* [Brief] Give the data again exactly, from its opening line through the line in which "let mut buffer = TpmBuffer::new();" appears.

[Data records Boundary: Start]

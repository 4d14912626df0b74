/*
 *  Copyright (c) Microsoft Corporation. All rights reserved.
 *  Licensed under the MIT License. See the LICENSE file in the project root for full license information.
 */

//! Marshalling traits shared by the TPM structures this tool reads and writes

use crate::error::TpmError;
use crate::tpm_buffer::TpmBuffer;

/// Trait for structures that can be marshaled to/from TPM wire format
pub trait TpmStructure: Sized {
    fn to_tpm(&self, buffer: &mut TpmBuffer) -> Result<(), TpmError>;

    fn from_tpm(buffer: &mut TpmBuffer) -> Result<Self, TpmError>;

    fn to_bytes(&self) -> Result<Vec<u8>, TpmError> {
        let mut buffer = TpmBuffer::new();
        self.to_tpm(&mut buffer)?;
        Ok(buffer.into_bytes())
    }

    /// Unmarshals a whole blob; trailing bytes are an error
    fn from_bytes(bytes: Vec<u8>) -> Result<Self, TpmError> {
        let mut buffer = TpmBuffer::from_bytes(bytes);
        let value = Self::from_tpm(&mut buffer)?;
        if buffer.remaining() != 0 {
            return Err(TpmError::InvalidArraySize(format!(
                "{} trailing bytes",
                buffer.remaining()
            )));
        }
        Ok(value)
    }
}

/// Common trait for all TPM enumeration types
pub trait TpmEnum<T>: Sized {
    /// Get the numeric value of the enum
    fn get_value(&self) -> T;

    /// Create enum from a numeric value
    fn try_from_value(value: T) -> Result<Self, TpmError>;
}
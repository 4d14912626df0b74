use std::path::PathBuf;

use derivative::Derivative;
use zeroize::Zeroizing;

use crate::error::ConfigError;
use crate::tpm_types::{TPM_ALG_ID, TPM_HANDLE, TPM_RH, TPM_SE, MAX_DIGEST_SIZE};

/// What kind of authorization a [`Session`] provides
#[derive(Derivative, Clone)]
#[derivative(Debug)]
pub enum SessionKind {
    /// Password pseudo-session carrying the auth value in the clear
    Password(#[derivative(Debug = "ignore")] Zeroizing<Vec<u8>>),
    Hmac,
    Policy,
    Trial,
}

/// Authorization or policy session held by the tool
#[derive(Debug, Clone)]
pub struct Session {
    pub handle: TPM_HANDLE,
    pub kind: SessionKind,
    pub hash_alg: TPM_ALG_ID,
    /// Context file the session was restored from; closing saves it back
    pub path: Option<PathBuf>,
}

impl Session {
    /// Create a password authorization session (PWAP)
    pub fn pw(auth_value: Zeroizing<Vec<u8>>) -> Self {
        Session {
            handle: TPM_HANDLE::new(TPM_RH::PW),
            kind: SessionKind::Password(auth_value),
            hash_alg: TPM_ALG_ID::SHA256,
            path: None,
        }
    }

    pub fn restored(handle: TPM_HANDLE, session_type: TPM_SE, hash_alg: TPM_ALG_ID, path: PathBuf) -> Self {
        let kind = match session_type {
            TPM_SE::HMAC => SessionKind::Hmac,
            TPM_SE::POLICY => SessionKind::Policy,
            TPM_SE::TRIAL => SessionKind::Trial,
        };
        Session {
            handle,
            kind,
            hash_alg,
            path: Some(path),
        }
    }

    /// Check if this is a password authorization session
    pub fn is_pwap(&self) -> bool {
        self.handle.0 == TPM_RH::PW
    }

    /// Policy and trial sessions both accumulate a policy digest
    pub fn is_policy(&self) -> bool {
        matches!(self.kind, SessionKind::Policy | SessionKind::Trial)
    }
}

/// Parsed form of an auth string in `tpm2-tools` syntax
#[derive(Derivative, Clone)]
#[derivative(Debug, PartialEq)]
pub enum AuthSpec {
    /// No auth value, no session is opened
    Empty,
    Password(#[derivative(Debug = "ignore")] Zeroizing<Vec<u8>>),
    /// `file:<path>`; `None` reads stdin
    PasswordFile(Option<PathBuf>),
    /// `session:<path>` uses an existing session as the authorization
    Session(PathBuf),
}

impl AuthSpec {
    pub fn parse(auth: Option<&str>) -> Result<Self, ConfigError> {
        let auth = match auth {
            None | Some("") => return Ok(AuthSpec::Empty),
            Some(auth) => auth,
        };

        let password = match auth.split_once(':') {
            Some(("str", value)) => value.as_bytes().to_vec(),
            Some(("hex", value)) => {
                hex::decode(value).map_err(|_| ConfigError::InvalidAuth(auth.to_string()))?
            }
            Some(("file", "-")) => return Ok(AuthSpec::PasswordFile(None)),
            Some(("file", path)) if !path.is_empty() => {
                return Ok(AuthSpec::PasswordFile(Some(PathBuf::from(path))))
            }
            Some(("session", path)) if !path.is_empty() => {
                return Ok(AuthSpec::Session(PathBuf::from(path)))
            }
            Some(("file", _)) | Some(("session", _)) => {
                return Err(ConfigError::InvalidAuth(auth.to_string()))
            }
            Some(("pcr", _)) => return Err(ConfigError::UnsupportedAuth(auth.to_string())),
            _ => auth.as_bytes().to_vec(),
        };

        Self::password(password).map_err(|_| ConfigError::InvalidAuth(auth.to_string()))
    }

    /// Wraps raw password bytes; zero length means no auth at all
    pub fn password(bytes: Vec<u8>) -> Result<Self, ConfigError> {
        let bytes = Zeroizing::new(bytes);
        if bytes.len() > MAX_DIGEST_SIZE {
            return Err(ConfigError::InvalidAuth(format!(
                "<{} byte password>",
                bytes.len()
            )));
        }
        if bytes.is_empty() {
            return Ok(AuthSpec::Empty);
        }
        Ok(AuthSpec::Password(bytes))
    }
}

#[cfg(test)]
mod tests {
    use super::*;

    fn pw(bytes: &[u8]) -> AuthSpec {
        AuthSpec::Password(Zeroizing::new(bytes.to_vec()))
    }

    #[test]
    fn test_parse_forms() {
        assert_eq!(AuthSpec::parse(None).unwrap(), AuthSpec::Empty);
        assert_eq!(AuthSpec::parse(Some("")).unwrap(), AuthSpec::Empty);
        assert_eq!(AuthSpec::parse(Some("str:")).unwrap(), AuthSpec::Empty);
        assert_eq!(AuthSpec::parse(Some("secret")).unwrap(), pw(b"secret"));
        assert_eq!(AuthSpec::parse(Some("str:a:b")).unwrap(), pw(b"a:b"));
        assert_eq!(AuthSpec::parse(Some("hex:0102ff")).unwrap(), pw(&[1, 2, 0xff]));
        assert_eq!(
            AuthSpec::parse(Some("file:-")).unwrap(),
            AuthSpec::PasswordFile(None)
        );
        assert_eq!(
            AuthSpec::parse(Some("file:auth.bin")).unwrap(),
            AuthSpec::PasswordFile(Some(PathBuf::from("auth.bin")))
        );
        assert_eq!(
            AuthSpec::parse(Some("session:hmac.ctx")).unwrap(),
            AuthSpec::Session(PathBuf::from("hmac.ctx"))
        );
    }

    #[test]
    fn test_parse_rejects() {
        assert!(matches!(
            AuthSpec::parse(Some("hex:zz")),
            Err(ConfigError::InvalidAuth(_))
        ));
        assert!(matches!(
            AuthSpec::parse(Some("session:")),
            Err(ConfigError::InvalidAuth(_))
        ));
        assert!(matches!(
            AuthSpec::parse(Some("pcr:sha256:0")),
            Err(ConfigError::UnsupportedAuth(_))
        ));
        let long = "a".repeat(MAX_DIGEST_SIZE + 1);
        assert!(matches!(
            AuthSpec::parse(Some(&long)),
            Err(ConfigError::InvalidAuth(_))
        ));
    }

    #[test]
    fn test_password_hidden_from_debug() {
        let session = Session::pw(Zeroizing::new(b"hunter2".to_vec()));
        assert!(session.is_pwap());
        assert!(!session.is_policy());
        assert!(!format!("{:?}", session).contains("hunter2"));
        assert!(!format!("{:?}", pw(b"hunter2")).contains("hunter2"));
    }
}
//! Process exit statuses of the `tpm2-policysecret` binary.
//!
//! The values follow the `tpm2-tools` convention so scripts written against
//! those tools keep working.

use crate::error::{Error, ErrorKind};

/// Exit code constants.
pub mod codes {
    /// Success exit code.
    pub const SUCCESS: u8 = 0;

    /// Any failure after the options were accepted.
    pub const GENERAL_ERROR: u8 = 1;

    /// Invalid or missing command line options.
    ///
    /// Returned before any TPM resource is acquired.
    pub const OPTION_ERROR: u8 = 2;
}

/// Maps a run error to the status the process exits with.
///
/// | Error kind | Exit code |
/// |------------|-----------|
/// | `Configuration` | 2 (OPTION_ERROR) |
/// | `Resource` | 1 (GENERAL_ERROR) |
/// | `Persistence` | 1 (GENERAL_ERROR) |
pub fn exit_code_for(error: &Error) -> u8 {
    match error.kind() {
        ErrorKind::Configuration => codes::OPTION_ERROR,
        ErrorKind::Resource | ErrorKind::Persistence => codes::GENERAL_ERROR,
    }
}

#[cfg(test)]
mod tests {
    use std::path::PathBuf;

    use super::*;
    use crate::error::{ConfigError, ResourceError};

    #[test]
    fn test_option_errors() {
        let err = Error::from(ConfigError::MissingSession);
        assert_eq!(exit_code_for(&err), codes::OPTION_ERROR);
        let err = Error::from(ConfigError::InvalidExpiration("x".into()));
        assert_eq!(exit_code_for(&err), 2);
    }

    #[test]
    fn test_general_errors() {
        let err = Error::SessionRestore {
            path: PathBuf::from("session.ctx"),
            source: ResourceError::Invalid("gone".into()),
        };
        assert_eq!(exit_code_for(&err), codes::GENERAL_ERROR);
        let err = Error::PolicySessionClose(ResourceError::Invalid("busy".into()));
        assert_eq!(exit_code_for(&err), 1);
    }
}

[Data records Boundary: End]

* [Problem solution]
repository 4d14912626df0b74
/*
 *  Copyright (c) Microsoft Corporation. All rights reserved.
 *  Licensed under the MIT License. See the LICENSE file in the project root for full license information.
 */

//! Marshalling traits shared by the TPM structures this tool reads and writes

use crate::error::TpmError;
use crate::tpm_buffer::TpmBuffer;

/// Trait for structures that can be marshaled to/from TPM wire format
pub trait TpmStructure: Sized {
    fn to_tpm(&self, buffer: &mut TpmBuffer) -> Result<(), TpmError>;

    fn from_tpm(buffer: &mut TpmBuffer) -> Result<Self, TpmError>;

    fn to_bytes(&self) -> Result<Vec<u8>, TpmError> {
        let mut buffer = TpmBuffer::new();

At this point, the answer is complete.